__TASK GOAL__.
Copy every line of the entries that has the string "based" in it.

__GIVEN DATA__.

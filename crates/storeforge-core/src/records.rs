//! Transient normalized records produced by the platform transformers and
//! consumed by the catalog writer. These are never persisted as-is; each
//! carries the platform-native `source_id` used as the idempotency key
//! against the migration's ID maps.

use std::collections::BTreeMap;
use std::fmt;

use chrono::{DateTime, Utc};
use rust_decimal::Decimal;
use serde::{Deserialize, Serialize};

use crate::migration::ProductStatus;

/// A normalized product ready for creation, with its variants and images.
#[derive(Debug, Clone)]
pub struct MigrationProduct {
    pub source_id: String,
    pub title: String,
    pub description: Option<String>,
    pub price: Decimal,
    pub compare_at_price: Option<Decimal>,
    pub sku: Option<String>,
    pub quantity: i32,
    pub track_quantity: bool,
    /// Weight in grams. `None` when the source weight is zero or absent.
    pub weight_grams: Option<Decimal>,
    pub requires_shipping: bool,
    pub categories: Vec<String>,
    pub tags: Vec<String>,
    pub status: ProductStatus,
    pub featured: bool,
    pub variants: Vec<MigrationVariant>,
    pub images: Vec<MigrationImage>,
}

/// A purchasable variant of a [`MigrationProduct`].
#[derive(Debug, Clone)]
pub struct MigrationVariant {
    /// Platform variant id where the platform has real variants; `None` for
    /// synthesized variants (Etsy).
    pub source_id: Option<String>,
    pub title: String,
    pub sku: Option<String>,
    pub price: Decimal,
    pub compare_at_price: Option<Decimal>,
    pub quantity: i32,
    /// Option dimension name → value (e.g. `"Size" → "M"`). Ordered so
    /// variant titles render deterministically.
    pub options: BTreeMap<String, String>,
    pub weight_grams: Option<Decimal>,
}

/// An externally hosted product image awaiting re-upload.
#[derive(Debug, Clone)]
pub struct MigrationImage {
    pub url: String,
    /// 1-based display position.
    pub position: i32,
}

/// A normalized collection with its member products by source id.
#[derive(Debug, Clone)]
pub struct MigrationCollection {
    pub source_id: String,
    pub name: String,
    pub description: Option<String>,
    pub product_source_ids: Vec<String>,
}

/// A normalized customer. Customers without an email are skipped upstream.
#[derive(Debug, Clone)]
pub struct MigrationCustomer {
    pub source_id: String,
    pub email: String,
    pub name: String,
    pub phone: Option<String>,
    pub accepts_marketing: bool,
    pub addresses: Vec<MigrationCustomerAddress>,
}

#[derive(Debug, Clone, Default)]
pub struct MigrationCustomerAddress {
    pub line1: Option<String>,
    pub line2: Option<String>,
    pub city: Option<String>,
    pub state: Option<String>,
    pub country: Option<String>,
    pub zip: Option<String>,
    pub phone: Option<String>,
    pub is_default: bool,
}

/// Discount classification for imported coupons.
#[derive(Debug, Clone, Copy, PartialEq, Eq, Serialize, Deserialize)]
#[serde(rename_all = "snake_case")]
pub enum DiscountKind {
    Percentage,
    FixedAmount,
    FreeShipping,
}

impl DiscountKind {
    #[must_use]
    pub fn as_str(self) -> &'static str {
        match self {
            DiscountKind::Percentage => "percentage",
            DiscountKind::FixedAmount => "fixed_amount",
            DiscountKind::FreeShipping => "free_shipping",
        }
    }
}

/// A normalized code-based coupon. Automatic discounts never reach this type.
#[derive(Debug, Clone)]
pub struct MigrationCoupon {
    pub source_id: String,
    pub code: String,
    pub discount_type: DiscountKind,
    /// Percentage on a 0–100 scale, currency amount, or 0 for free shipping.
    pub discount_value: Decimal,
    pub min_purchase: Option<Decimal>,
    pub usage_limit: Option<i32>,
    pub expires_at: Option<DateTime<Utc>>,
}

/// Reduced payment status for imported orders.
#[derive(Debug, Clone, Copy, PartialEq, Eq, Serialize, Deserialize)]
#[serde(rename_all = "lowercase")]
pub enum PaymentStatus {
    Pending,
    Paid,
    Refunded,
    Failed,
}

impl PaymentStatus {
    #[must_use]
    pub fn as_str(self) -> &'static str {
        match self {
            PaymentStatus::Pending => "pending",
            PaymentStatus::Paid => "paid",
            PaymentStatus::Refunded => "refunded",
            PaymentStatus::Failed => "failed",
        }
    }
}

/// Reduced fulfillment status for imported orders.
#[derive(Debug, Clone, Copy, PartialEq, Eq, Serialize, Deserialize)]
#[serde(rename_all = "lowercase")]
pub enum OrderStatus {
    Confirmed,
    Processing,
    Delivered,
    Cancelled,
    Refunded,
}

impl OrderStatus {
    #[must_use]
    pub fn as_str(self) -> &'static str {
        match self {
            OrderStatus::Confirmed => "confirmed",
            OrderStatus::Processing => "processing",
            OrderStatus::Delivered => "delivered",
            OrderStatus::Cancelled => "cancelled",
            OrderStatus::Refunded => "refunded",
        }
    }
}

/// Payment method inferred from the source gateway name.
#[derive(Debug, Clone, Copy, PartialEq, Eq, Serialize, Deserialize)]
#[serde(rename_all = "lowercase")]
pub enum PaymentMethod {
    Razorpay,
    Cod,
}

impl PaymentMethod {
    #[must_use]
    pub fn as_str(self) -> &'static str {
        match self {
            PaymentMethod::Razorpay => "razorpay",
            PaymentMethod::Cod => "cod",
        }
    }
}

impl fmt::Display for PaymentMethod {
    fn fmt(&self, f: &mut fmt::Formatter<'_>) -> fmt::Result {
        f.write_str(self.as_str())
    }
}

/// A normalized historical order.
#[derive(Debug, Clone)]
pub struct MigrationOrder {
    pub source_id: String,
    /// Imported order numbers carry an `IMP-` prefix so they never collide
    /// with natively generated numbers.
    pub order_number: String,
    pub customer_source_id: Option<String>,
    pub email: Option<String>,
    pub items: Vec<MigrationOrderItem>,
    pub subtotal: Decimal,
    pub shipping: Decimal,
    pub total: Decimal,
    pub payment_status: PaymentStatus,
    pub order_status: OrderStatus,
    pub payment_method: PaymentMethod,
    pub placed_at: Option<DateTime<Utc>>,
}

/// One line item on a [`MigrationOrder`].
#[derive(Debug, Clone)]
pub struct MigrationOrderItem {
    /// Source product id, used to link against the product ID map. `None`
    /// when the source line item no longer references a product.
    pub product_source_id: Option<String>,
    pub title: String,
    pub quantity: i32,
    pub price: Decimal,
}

__RESPONSE__.
    /// 1-based display position.
/// A normalized code-based coupon. Automatic discounts never reach this type.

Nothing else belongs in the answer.